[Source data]
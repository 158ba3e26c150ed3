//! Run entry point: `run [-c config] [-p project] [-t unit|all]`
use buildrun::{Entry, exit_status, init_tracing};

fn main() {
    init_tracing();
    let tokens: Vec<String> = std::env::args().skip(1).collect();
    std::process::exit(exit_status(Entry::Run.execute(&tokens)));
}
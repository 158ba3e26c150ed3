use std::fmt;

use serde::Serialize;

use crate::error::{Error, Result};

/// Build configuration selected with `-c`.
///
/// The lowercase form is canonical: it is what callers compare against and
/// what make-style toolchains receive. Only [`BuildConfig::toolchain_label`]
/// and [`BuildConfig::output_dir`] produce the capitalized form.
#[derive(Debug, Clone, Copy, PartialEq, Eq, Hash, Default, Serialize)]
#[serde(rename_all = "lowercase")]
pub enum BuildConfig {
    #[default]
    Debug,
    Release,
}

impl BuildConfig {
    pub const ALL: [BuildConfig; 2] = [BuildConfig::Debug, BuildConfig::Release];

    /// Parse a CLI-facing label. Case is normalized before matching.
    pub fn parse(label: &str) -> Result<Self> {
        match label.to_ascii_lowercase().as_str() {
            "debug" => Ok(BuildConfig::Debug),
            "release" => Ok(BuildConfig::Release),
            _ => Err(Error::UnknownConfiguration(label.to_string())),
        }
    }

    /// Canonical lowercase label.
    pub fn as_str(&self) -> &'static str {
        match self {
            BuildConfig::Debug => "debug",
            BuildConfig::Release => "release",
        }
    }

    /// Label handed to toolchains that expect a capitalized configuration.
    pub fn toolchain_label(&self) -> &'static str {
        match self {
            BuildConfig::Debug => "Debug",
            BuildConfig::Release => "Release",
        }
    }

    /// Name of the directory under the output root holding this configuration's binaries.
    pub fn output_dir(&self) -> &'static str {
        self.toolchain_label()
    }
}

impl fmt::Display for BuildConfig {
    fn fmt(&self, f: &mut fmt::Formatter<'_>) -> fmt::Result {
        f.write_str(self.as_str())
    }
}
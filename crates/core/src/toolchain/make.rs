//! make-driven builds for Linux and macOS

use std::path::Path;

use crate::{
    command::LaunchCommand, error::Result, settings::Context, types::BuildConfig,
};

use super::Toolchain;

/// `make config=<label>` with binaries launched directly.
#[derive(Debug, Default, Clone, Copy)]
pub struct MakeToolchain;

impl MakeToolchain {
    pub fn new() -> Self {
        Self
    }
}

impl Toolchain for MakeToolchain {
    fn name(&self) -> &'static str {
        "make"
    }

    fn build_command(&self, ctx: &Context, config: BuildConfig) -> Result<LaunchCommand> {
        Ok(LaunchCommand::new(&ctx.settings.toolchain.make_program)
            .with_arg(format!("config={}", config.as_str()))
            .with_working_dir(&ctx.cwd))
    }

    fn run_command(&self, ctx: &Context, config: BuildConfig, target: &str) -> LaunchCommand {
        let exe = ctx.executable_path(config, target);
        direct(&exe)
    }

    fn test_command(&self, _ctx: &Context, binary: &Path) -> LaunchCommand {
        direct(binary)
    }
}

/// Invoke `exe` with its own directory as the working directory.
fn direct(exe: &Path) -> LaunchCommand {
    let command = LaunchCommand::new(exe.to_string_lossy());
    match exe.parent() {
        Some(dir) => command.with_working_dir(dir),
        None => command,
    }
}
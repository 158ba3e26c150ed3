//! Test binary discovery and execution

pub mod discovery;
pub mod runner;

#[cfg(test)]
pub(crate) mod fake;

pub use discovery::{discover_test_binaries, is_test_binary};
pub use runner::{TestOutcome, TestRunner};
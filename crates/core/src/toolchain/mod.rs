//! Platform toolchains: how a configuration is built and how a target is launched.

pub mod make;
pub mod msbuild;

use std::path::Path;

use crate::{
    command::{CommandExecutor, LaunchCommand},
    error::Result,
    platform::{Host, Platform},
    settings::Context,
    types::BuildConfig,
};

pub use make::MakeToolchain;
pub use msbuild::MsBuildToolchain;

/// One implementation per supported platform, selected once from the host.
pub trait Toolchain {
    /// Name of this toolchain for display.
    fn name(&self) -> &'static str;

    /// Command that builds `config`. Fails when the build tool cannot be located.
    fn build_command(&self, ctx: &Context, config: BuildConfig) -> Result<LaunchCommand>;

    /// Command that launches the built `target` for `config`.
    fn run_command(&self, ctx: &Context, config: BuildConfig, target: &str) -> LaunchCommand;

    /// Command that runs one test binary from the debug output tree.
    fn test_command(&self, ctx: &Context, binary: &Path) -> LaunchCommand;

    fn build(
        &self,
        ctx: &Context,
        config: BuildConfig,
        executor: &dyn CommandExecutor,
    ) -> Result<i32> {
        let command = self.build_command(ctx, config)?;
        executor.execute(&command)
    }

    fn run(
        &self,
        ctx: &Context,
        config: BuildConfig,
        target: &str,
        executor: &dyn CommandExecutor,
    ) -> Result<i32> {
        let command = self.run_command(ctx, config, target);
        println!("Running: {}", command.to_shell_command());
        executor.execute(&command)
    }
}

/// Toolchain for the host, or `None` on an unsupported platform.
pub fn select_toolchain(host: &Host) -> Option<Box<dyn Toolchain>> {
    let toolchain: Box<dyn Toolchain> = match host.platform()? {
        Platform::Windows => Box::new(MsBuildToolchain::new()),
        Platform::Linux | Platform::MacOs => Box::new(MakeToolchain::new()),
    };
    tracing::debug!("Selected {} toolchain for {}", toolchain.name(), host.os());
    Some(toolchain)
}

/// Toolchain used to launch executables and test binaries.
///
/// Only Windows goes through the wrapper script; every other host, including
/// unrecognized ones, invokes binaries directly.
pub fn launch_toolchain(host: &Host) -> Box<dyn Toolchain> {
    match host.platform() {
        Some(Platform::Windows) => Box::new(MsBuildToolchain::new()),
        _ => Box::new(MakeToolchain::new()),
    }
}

-- YOUR ASSIGNMENT --
Would you please copy out every line of the data exactly?

-- TASK SOLUTION --
repository 158ba3e26c150ed3
//! Run entry point: `run [-c config] [-p project] [-t unit|all]`
use buildrun::{Entry, exit_status, init_tracing};

fn main() {
    init_tracing();
    let tokens: Vec<String> = std::env::args().skip(1).collect();
    std::process::exit(exit_status(Entry::Run.execute(&tokens)));
}
repository 158ba3e26c150ed3
use std::fmt;

use serde::Serialize;

use crate::error::{Error, Result};

/// Build configuration selected with `-c`.
///
/// The lowercase form is canonical: it is what callers compare against and
/// what make-style toolchains receive. Only [`BuildConfig::toolchain_label`]
/// and [`BuildConfig::output_dir`] produce the capitalized form.
#[derive(Debug, Clone, Copy, PartialEq, Eq, Hash, Default, Serialize)]
#[serde(rename_all = "lowercase")]
pub enum BuildConfig {
    #[default]
    Debug,
    Release,
}

impl BuildConfig {
    pub const ALL: [BuildConfig; 2] = [BuildConfig::Debug, BuildConfig::Release];

    /// Parse a CLI-facing label. Case is normalized before matching.
    pub fn parse(label: &str) -> Result<Self> {
        match label.to_ascii_lowercase().as_str() {
            "debug" => Ok(BuildConfig::Debug),
            "release" => Ok(BuildConfig::Release),
            _ => Err(Error::UnknownConfiguration(label.to_string())),
        }
    }

    /// Canonical lowercase label.
    pub fn as_str(&self) -> &'static str {
        match self {
            BuildConfig::Debug => "debug",
            BuildConfig::Release => "release",
        }
    }

    /// Label handed to toolchains that expect a capitalized configuration.
    pub fn toolchain_label(&self) -> &'static str {
        match self {
            BuildConfig::Debug => "Debug",
            BuildConfig::Release => "Release",
        }
    }

    /// Name of the directory under the output root holding this configuration's binaries.
    pub fn output_dir(&self) -> &'static str {
        self.toolchain_label()
    }
}

impl fmt::Display for BuildConfig {
    fn fmt(&self, f: &mut fmt::Formatter<'_>) -> fmt::Result {
        f.write_str(self.as_str())
    }
}
filename crates/core/src/toolchain/make.rs
//! make-driven builds for Linux and macOS

use std::path::Path;

use crate::{
    command::LaunchCommand, error::Result, settings::Context, types::BuildConfig,
};

use super::Toolchain;

/// `make config=<label>` with binaries launched directly.
#[derive(Debug, Default, Clone, Copy)]
pub struct MakeToolchain;

impl MakeToolchain {
    pub fn new() -> Self {
        Self
    }
}

impl Toolchain for MakeToolchain {
    fn name(&self) -> &'static str {
        "make"
    }

    fn build_command(&self, ctx: &Context, config: BuildConfig) -> Result<LaunchCommand> {
        Ok(LaunchCommand::new(&ctx.settings.toolchain.make_program)
            .with_arg(format!("config={}", config.as_str()))
            .with_working_dir(&ctx.cwd))
    }

    fn run_command(&self, ctx: &Context, config: BuildConfig, target: &str) -> LaunchCommand {
        let exe = ctx.executable_path(config, target);
        direct(&exe)
    }

    fn test_command(&self, _ctx: &Context, binary: &Path) -> LaunchCommand {
        direct(binary)
    }
}

/// Invoke `exe` with its own directory as the working directory.
fn direct(exe: &Path) -> LaunchCommand {
    let command = LaunchCommand::new(exe.to_string_lossy());
    match exe.parent() {
        Some(dir) => command.with_working_dir(dir),
        None => command,
    }
}
repository 158ba3e26c150ed3
//! Test binary discovery and execution

pub mod discovery;
pub mod runner;

#[cfg(test)]
pub(crate) mod fake;

pub use discovery::{discover_test_binaries, is_test_binary};
pub use runner::{TestOutcome, TestRunner};
filename crates/core/src/toolchain/mod.rs
//! Platform toolchains: how a configuration is built and how a target is launched.

pub mod make;
pub mod msbuild;

use std::path::Path;

use crate::{
    command::{CommandExecutor, LaunchCommand},
    error::Result,
    platform::{Host, Platform},
    settings::Context,
    types::BuildConfig,
};

pub use make::MakeToolchain;
pub use msbuild::MsBuildToolchain;

/// One implementation per supported platform, selected once from the host.
pub trait Toolchain {
    /// Name of this toolchain for display.
    fn name(&self) -> &'static str;

    /// Command that builds `config`. Fails when the build tool cannot be located.
    fn build_command(&self, ctx: &Context, config: BuildConfig) -> Result<LaunchCommand>;

    /// Command that launches the built `target` for `config`.
    fn run_command(&self, ctx: &Context, config: BuildConfig, target: &str) -> LaunchCommand;

    /// Command that runs one test binary from the debug output tree.
    fn test_command(&self, ctx: &Context, binary: &Path) -> LaunchCommand;

    fn build(
        &self,
        ctx: &Context,
        config: BuildConfig,
        executor: &dyn CommandExecutor,
    ) -> Result<i32> {
        let command = self.build_command(ctx, config)?;
        executor.execute(&command)
    }

    fn run(
        &self,
        ctx: &Context,
        config: BuildConfig,
        target: &str,
        executor: &dyn CommandExecutor,
    ) -> Result<i32> {
        let command = self.run_command(ctx, config, target);
        println!("Running: {}", command.to_shell_command());
        executor.execute(&command)
    }
}

/// Toolchain for the host, or `None` on an unsupported platform.
pub fn select_toolchain(host: &Host) -> Option<Box<dyn Toolchain>> {
    let toolchain: Box<dyn Toolchain> = match host.platform()? {
        Platform::Windows => Box::new(MsBuildToolchain::new()),
        Platform::Linux | Platform::MacOs => Box::new(MakeToolchain::new()),
    };
    tracing::debug!("Selected {} toolchain for {}", toolchain.name(), host.os());
    Some(toolchain)
}

/// Toolchain used to launch executables and test binaries.
///
/// Only Windows goes through the wrapper script; every other host, including
/// unrecognized ones, invokes binaries directly.
pub fn launch_toolchain(host: &Host) -> Box<dyn Toolchain> {
    match host.platform() {
        Some(Platform::Windows) => Box::new(MsBuildToolchain::new()),
        _ => Box::new(MakeToolchain::new()),
    }
}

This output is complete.